Scan the records below, and wherever a line has the word "ExtractOptions", pull it out.

--------------------------------------------------

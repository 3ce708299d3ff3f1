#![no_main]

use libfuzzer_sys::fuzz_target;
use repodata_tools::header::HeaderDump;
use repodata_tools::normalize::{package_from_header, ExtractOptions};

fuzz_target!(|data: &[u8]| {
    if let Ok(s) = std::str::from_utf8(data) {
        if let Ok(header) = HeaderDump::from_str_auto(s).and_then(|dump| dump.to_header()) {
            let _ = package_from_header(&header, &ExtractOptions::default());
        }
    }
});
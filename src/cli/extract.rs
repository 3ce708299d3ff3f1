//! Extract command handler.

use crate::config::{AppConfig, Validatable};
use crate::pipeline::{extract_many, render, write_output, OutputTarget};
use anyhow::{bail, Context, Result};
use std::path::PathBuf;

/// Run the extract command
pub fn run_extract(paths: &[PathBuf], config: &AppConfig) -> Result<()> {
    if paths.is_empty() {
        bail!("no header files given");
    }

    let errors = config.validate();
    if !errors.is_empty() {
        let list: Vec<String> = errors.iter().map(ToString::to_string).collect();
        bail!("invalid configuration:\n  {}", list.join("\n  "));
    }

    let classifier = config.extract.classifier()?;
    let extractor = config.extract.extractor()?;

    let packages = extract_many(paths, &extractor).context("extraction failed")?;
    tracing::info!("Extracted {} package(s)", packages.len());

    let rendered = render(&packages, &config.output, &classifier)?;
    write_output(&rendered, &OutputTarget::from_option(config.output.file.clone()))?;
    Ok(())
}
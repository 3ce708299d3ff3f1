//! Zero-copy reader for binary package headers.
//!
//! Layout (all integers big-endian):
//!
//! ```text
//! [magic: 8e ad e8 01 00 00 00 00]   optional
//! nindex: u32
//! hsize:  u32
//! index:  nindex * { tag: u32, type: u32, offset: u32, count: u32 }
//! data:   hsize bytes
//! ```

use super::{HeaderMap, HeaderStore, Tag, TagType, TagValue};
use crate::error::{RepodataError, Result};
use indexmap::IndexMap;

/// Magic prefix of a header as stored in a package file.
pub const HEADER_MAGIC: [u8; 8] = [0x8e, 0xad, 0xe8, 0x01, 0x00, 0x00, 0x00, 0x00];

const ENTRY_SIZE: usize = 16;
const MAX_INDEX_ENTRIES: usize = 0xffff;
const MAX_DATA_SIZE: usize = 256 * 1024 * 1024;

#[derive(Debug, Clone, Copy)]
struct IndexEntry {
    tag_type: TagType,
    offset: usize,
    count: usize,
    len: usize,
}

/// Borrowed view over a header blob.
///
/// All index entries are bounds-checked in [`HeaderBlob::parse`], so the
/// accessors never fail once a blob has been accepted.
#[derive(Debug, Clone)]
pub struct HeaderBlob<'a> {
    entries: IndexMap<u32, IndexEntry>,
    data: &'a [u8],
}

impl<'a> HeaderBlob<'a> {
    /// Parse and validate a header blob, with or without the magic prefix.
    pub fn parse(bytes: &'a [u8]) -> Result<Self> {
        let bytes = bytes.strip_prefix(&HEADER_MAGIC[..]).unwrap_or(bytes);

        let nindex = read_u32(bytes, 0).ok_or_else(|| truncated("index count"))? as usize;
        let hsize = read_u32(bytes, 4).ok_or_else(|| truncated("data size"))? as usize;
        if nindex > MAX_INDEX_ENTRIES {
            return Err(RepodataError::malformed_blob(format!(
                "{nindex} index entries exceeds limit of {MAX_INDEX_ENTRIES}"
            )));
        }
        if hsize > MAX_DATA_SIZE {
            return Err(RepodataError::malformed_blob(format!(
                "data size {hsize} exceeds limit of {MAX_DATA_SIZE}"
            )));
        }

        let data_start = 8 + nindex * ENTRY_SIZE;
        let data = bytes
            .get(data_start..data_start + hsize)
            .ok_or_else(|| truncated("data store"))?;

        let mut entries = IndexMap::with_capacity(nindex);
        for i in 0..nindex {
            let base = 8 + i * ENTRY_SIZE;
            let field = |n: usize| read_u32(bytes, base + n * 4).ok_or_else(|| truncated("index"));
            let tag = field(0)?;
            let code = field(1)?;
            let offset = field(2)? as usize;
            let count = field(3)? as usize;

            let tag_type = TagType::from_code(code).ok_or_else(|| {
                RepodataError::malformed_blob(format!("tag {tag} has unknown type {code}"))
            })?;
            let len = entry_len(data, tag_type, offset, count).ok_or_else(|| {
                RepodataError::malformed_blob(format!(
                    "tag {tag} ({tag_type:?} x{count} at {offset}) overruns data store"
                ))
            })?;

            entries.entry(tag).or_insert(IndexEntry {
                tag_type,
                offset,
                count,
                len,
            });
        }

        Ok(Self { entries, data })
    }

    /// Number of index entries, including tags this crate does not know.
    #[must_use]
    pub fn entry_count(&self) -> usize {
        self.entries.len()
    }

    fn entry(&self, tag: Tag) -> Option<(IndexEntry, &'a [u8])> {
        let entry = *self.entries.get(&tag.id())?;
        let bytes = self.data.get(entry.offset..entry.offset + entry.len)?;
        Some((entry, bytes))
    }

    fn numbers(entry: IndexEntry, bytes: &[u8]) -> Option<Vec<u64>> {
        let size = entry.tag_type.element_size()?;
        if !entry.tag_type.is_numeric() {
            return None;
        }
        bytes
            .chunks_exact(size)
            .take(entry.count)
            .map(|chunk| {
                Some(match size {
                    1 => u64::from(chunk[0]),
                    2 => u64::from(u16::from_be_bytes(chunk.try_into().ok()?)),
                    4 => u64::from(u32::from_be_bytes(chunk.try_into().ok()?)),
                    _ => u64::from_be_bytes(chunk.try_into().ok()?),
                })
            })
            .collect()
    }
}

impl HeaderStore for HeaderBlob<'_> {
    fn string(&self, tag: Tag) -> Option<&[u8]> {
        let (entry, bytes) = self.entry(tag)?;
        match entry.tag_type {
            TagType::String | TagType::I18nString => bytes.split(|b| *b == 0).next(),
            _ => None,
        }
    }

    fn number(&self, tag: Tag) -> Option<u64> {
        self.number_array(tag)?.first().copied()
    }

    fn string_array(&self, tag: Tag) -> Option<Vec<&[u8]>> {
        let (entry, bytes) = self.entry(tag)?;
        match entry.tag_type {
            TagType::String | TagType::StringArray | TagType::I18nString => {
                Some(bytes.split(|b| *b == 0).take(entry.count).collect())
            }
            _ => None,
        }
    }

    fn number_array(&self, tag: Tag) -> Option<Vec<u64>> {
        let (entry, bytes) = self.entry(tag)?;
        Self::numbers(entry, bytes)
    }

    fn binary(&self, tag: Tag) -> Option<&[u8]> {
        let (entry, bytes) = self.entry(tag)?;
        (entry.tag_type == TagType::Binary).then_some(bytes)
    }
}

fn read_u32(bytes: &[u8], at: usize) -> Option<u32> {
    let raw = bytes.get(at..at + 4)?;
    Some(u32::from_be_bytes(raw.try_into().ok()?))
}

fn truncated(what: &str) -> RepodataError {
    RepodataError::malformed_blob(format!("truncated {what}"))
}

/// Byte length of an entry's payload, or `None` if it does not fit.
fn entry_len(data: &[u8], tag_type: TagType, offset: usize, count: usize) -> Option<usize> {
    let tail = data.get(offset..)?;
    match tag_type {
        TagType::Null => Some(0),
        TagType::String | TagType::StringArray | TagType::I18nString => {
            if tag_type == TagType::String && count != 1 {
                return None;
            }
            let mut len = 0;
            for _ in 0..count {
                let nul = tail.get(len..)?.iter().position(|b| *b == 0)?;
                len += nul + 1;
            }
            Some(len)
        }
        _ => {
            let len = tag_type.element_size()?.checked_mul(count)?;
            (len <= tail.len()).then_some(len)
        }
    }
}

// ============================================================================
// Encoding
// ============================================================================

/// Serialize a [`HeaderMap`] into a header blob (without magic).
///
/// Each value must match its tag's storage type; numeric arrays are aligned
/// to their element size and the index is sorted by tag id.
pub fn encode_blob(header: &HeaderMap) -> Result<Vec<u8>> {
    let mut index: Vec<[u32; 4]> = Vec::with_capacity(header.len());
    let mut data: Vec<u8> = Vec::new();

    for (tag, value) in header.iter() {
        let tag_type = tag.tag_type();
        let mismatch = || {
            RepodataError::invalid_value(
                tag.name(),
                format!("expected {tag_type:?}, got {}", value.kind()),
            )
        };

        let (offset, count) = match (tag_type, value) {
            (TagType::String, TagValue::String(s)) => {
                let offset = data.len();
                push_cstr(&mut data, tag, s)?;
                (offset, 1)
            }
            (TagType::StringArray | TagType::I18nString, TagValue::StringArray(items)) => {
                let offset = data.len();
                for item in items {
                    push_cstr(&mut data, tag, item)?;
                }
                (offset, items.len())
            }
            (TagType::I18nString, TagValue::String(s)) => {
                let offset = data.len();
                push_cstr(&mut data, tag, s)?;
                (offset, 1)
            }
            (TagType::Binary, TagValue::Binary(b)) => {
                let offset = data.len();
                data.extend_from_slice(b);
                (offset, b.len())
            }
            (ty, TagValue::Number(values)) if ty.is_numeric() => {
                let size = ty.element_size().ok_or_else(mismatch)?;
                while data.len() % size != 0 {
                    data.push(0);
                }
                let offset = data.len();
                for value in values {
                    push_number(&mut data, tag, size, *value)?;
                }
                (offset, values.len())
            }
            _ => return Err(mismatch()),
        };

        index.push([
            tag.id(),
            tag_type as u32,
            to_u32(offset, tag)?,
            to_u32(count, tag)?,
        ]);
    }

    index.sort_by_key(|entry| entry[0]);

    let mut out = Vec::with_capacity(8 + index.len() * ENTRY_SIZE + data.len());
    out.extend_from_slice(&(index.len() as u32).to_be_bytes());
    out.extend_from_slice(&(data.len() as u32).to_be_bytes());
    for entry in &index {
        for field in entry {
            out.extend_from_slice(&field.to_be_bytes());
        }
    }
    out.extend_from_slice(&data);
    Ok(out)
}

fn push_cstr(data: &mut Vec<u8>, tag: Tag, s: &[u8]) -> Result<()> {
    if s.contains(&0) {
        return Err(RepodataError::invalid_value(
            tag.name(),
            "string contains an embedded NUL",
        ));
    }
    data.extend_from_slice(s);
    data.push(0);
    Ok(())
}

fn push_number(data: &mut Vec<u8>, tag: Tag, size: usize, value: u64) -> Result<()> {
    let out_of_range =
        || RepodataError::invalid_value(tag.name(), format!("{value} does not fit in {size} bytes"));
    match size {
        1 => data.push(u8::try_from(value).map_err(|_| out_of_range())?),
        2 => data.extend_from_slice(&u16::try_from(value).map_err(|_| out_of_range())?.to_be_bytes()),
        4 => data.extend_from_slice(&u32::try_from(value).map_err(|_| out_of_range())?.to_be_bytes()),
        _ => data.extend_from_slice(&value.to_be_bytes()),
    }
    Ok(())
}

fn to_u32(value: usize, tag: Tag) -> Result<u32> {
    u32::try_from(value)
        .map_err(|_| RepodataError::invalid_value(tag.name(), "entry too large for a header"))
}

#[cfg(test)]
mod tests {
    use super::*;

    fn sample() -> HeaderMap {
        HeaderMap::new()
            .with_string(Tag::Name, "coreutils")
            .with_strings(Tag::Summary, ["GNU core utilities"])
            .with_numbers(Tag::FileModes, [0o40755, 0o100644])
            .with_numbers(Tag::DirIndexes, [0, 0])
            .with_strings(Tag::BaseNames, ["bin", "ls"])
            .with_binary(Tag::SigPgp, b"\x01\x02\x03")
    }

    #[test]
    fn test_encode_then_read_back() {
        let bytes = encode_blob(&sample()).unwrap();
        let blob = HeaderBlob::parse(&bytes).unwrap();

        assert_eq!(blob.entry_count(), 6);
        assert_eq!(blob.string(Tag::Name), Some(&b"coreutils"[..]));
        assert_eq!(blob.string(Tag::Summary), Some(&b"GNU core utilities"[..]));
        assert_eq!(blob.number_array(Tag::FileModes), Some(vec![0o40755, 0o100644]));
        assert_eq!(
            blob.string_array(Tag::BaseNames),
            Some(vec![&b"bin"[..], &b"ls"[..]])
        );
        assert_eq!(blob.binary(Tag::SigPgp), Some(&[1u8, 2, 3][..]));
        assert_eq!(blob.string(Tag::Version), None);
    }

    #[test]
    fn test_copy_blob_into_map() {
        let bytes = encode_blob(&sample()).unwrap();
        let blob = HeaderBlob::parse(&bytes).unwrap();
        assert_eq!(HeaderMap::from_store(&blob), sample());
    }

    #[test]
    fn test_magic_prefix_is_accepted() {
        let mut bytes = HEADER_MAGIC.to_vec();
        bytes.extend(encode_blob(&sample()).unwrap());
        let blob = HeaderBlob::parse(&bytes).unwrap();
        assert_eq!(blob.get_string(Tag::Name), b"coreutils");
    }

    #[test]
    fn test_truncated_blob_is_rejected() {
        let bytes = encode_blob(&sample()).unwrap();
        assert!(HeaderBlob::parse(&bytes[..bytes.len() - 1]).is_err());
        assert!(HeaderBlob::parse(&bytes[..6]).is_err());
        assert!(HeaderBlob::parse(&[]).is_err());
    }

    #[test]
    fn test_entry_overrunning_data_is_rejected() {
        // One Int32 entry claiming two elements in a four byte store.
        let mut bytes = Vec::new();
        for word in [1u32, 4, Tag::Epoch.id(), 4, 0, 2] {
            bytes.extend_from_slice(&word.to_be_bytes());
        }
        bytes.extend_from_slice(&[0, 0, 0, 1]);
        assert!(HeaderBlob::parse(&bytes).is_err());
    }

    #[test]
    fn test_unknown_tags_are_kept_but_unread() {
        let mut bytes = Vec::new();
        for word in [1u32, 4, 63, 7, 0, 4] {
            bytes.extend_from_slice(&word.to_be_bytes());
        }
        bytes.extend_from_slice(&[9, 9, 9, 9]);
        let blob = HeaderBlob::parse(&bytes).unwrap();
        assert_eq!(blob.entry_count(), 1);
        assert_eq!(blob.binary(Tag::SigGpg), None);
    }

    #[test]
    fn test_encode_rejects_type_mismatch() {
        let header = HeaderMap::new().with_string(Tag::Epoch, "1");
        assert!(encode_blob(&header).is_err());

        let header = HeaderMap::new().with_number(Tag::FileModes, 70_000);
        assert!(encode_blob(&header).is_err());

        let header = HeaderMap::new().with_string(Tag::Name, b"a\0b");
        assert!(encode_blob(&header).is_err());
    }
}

--------------------------------------------------

Answer →
use repodata_tools::normalize::{package_from_header, ExtractOptions};
            let _ = package_from_header(&header, &ExtractOptions::default());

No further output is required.